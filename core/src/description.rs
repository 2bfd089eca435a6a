//! Operation descriptions for transaction construction
//!
//! Only two kinds can be built from scratch: a one-to-one send and a
//! contract call. Each declares an ordered list of slots and an operation
//! list must fill exactly one of them.

use num_bigint::BigInt;
use num_traits::Signed;

use crate::currency::Denom;
use crate::error::{CodecError, CodecResult};
use crate::operation::{Operation, OperationType};
use crate::primitives::Address;
use crate::tx::TxKind;

#[derive(Debug, Clone, Copy, PartialEq, Eq)]
pub enum AmountSign {
    NegativeOrZero,
    PositiveOrZero,
}

impl AmountSign {
    fn admits(self, value: &BigInt) -> bool {
        match self {
            AmountSign::NegativeOrZero => !value.is_positive(),
            AmountSign::PositiveOrZero => !value.is_negative(),
        }
    }
}

#[derive(Debug, Clone, Copy, PartialEq, Eq)]
pub struct OperationSlot {
    pub op_type: OperationType,
    pub sign: AmountSign,
    pub denom: Denom,
}

const fn slot(op_type: OperationType, sign: AmountSign, denom: Denom) -> OperationSlot {
    OperationSlot {
        op_type,
        sign,
        denom,
    }
}

#[derive(Debug, Clone, Copy, PartialEq, Eq)]
pub struct Description {
    pub kind: TxKind,
    pub slots: &'static [OperationSlot],
}

pub const SEND: Description = Description {
    kind: TxKind::Send,
    slots: &[
        slot(OperationType::SendTxInput, AmountSign::NegativeOrZero, Denom::Theta),
        slot(OperationType::SendTxInput, AmountSign::NegativeOrZero, Denom::TFuel),
        slot(OperationType::SendTxOutput, AmountSign::PositiveOrZero, Denom::Theta),
        slot(OperationType::SendTxOutput, AmountSign::PositiveOrZero, Denom::TFuel),
        slot(OperationType::TxFee, AmountSign::NegativeOrZero, Denom::TFuel),
    ],
};

pub const SMART_CONTRACT: Description = Description {
    kind: TxKind::SmartContract,
    slots: &[
        slot(OperationType::SmartContractTxFrom, AmountSign::NegativeOrZero, Denom::TFuel),
        slot(OperationType::SmartContractTxTo, AmountSign::PositiveOrZero, Denom::TFuel),
    ],
};

pub const CONSTRUCTIBLE: [Description; 2] = [SEND, SMART_CONTRACT];

/// An operation list that filled every slot of `description`
#[derive(Debug, Clone)]
pub struct Matched<'a> {
    pub description: Description,
    pub operations: &'a [Operation],
    /// Parsed account of each slot, in slot order
    pub accounts: Vec<Address>,
    /// Signed amount of each slot, in slot order
    pub amounts: Vec<BigInt>,
}

impl Matched<'_> {
    pub fn kind(&self) -> TxKind {
        self.description.kind
    }

    /// Account of the first slot, which is always the signer
    pub fn signer(&self) -> Address {
        self.accounts[0]
    }

    /// Fee of a matched send as a non-negative amount
    pub fn send_fee(&self) -> Option<BigInt> {
        (self.kind() == TxKind::Send).then(|| -&self.amounts[4])
    }
}

fn fill(description: Description, ops: &[Operation]) -> Result<(Vec<Address>, Vec<BigInt>), String> {
    if ops.len() != description.slots.len() {
        return Err(format!(
            "{} expects {} operations, got {}",
            description.kind,
            description.slots.len(),
            ops.len()
        ));
    }

    let mut accounts = Vec::with_capacity(ops.len());
    let mut amounts = Vec::with_capacity(ops.len());
    for (i, (slot, op)) in description.slots.iter().zip(ops).enumerate() {
        if op.op_type != slot.op_type.as_str() {
            return Err(format!(
                "{}: operation {} is {}, expected {}",
                description.kind, i, op.op_type, slot.op_type
            ));
        }
        let address = op.address().map_err(|e| format!("operation {}: {}", i, e))?;
        let denom = op.denom().map_err(|e| format!("operation {}: {}", i, e))?;
        if denom != slot.denom {
            return Err(format!(
                "{}: operation {} must be in {}",
                description.kind,
                i,
                slot.denom.symbol()
            ));
        }
        let value = op.signed_value().map_err(|e| format!("operation {}: {}", i, e))?;
        if !slot.sign.admits(&value) {
            return Err(format!(
                "{}: operation {} has the wrong sign",
                description.kind, i
            ));
        }
        accounts.push(address);
        amounts.push(value);
    }
    Ok((accounts, amounts))
}

/// Match `ops` against the constructible kinds in order; the first that fits
/// wins. A miss is reported once, with every candidate's reason.
pub fn match_operations(ops: &[Operation]) -> CodecResult<Matched<'_>> {
    let mut reasons = Vec::new();
    for description in CONSTRUCTIBLE {
        match fill(description, ops) {
            Ok((accounts, amounts)) => {
                return Ok(Matched {
                    description,
                    operations: ops,
                    accounts,
                    amounts,
                })
            }
            Err(reason) => reasons.push(reason),
        }
    }
    Err(CodecError::UnmatchedOperations(reasons.join("; ")))
}

/// Account rules of a one-to-one send: both input legs and the fee come
/// from one account, both output legs go to one account, and the two differ.
pub fn validate_send(matched: &Matched<'_>) -> CodecResult<()> {
    if matched.kind() != TxKind::Send {
        return Ok(());
    }
    let a = &matched.accounts;
    let mismatch = |reason: &str| CodecError::ShapeMismatch {
        kind: TxKind::Send.name(),
        reason: reason.to_string(),
    };

    if a[0] != a[1] || a[1] != a[4] {
        return Err(mismatch("from address not matching"));
    }
    if a[2] != a[3] {
        return Err(mismatch("to address not matching"));
    }
    if a[1] == a[3] {
        return Err(mismatch("from and to accounts are the same"));
    }
    Ok(())
}

#[cfg(test)]
mod tests {
    use super::*;
    use crate::operation::OperationsBuilder;

    fn addr(b: u8) -> Address {
        Address([b; 20])
    }

    fn send_ops(from: u8, to: u8, fee_payer: u8) -> Vec<Operation> {
        let mut b = OperationsBuilder::new(None);
        b.push(OperationType::SendTxInput, &addr(from), BigInt::from(-10), Denom::Theta, None)
            .push(OperationType::SendTxInput, &addr(from), BigInt::from(-20), Denom::TFuel, None)
            .push(OperationType::SendTxOutput, &addr(to), BigInt::from(10), Denom::Theta, None)
            .push(OperationType::SendTxOutput, &addr(to), BigInt::from(20), Denom::TFuel, None)
            .push(OperationType::TxFee, &addr(fee_payer), BigInt::from(-3), Denom::TFuel, None);
        b.build()
    }

    fn contract_ops() -> Vec<Operation> {
        let mut b = OperationsBuilder::new(None);
        b.push(OperationType::SmartContractTxFrom, &addr(1), BigInt::from(-5), Denom::TFuel, None)
            .push(OperationType::SmartContractTxTo, &addr(2), BigInt::from(5), Denom::TFuel, None);
        b.build()
    }

    #[test]
    fn test_send_matches() {
        let ops = send_ops(1, 2, 1);
        let matched = match_operations(&ops).unwrap();
        assert_eq!(matched.kind(), TxKind::Send);
        assert_eq!(matched.signer(), addr(1));
        assert_eq!(matched.send_fee(), Some(BigInt::from(3)));
        validate_send(&matched).unwrap();
    }

    #[test]
    fn test_contract_matches() {
        let ops = contract_ops();
        let matched = match_operations(&ops).unwrap();
        assert_eq!(matched.kind(), TxKind::SmartContract);
        assert_eq!(matched.send_fee(), None);
    }

    #[test]
    fn test_three_operations_unmatched() {
        let mut ops = contract_ops();
        ops.push(ops[1].clone());
        let err = match_operations(&ops).unwrap_err();
        assert!(matches!(err, CodecError::UnmatchedOperations(_)));
    }

    #[test]
    fn test_wrong_currency_unmatched() {
        let mut ops = contract_ops();
        ops[0].amount.as_mut().unwrap().currency = Denom::Theta.currency();
        assert!(matches!(
            match_operations(&ops),
            Err(CodecError::UnmatchedOperations(_))
        ));
    }

    #[test]
    fn test_send_account_rules() {
        let ops = send_ops(1, 2, 3);
        let matched = match_operations(&ops).unwrap();
        assert!(validate_send(&matched).is_err());

        let ops = send_ops(1, 1, 1);
        let matched = match_operations(&ops).unwrap();
        assert!(validate_send(&matched).is_err());
    }
}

## WORK TASK:
Could you set down, exactly as written, the lines above between the one holding "let address = op.address().map_err(|e|" and the one holding "for description in", inclusive, and nothing more?

## RESPONSE:
        let address = op.address().map_err(|e| format!("operation {}: {}", i, e))?;
        let denom = op.denom().map_err(|e| format!("operation {}: {}", i, e))?;
        if denom != slot.denom {
            return Err(format!(
                "{}: operation {} must be in {}",
                description.kind,
                i,
                slot.denom.symbol()
            ));
        }
        let value = op.signed_value().map_err(|e| format!("operation {}: {}", i, e))?;
        if !slot.sign.admits(&value) {
            return Err(format!(
                "{}: operation {} has the wrong sign",
                description.kind, i
            ));
        }
        accounts.push(address);
        amounts.push(value);
    }
    Ok((accounts, amounts))
}

/// Match `ops` against the constructible kinds in order; the first that fits
/// wins. A miss is reported once, with every candidate's reason.
pub fn match_operations(ops: &[Operation]) -> CodecResult<Matched<'_>> {
    let mut reasons = Vec::new();
    for description in CONSTRUCTIBLE {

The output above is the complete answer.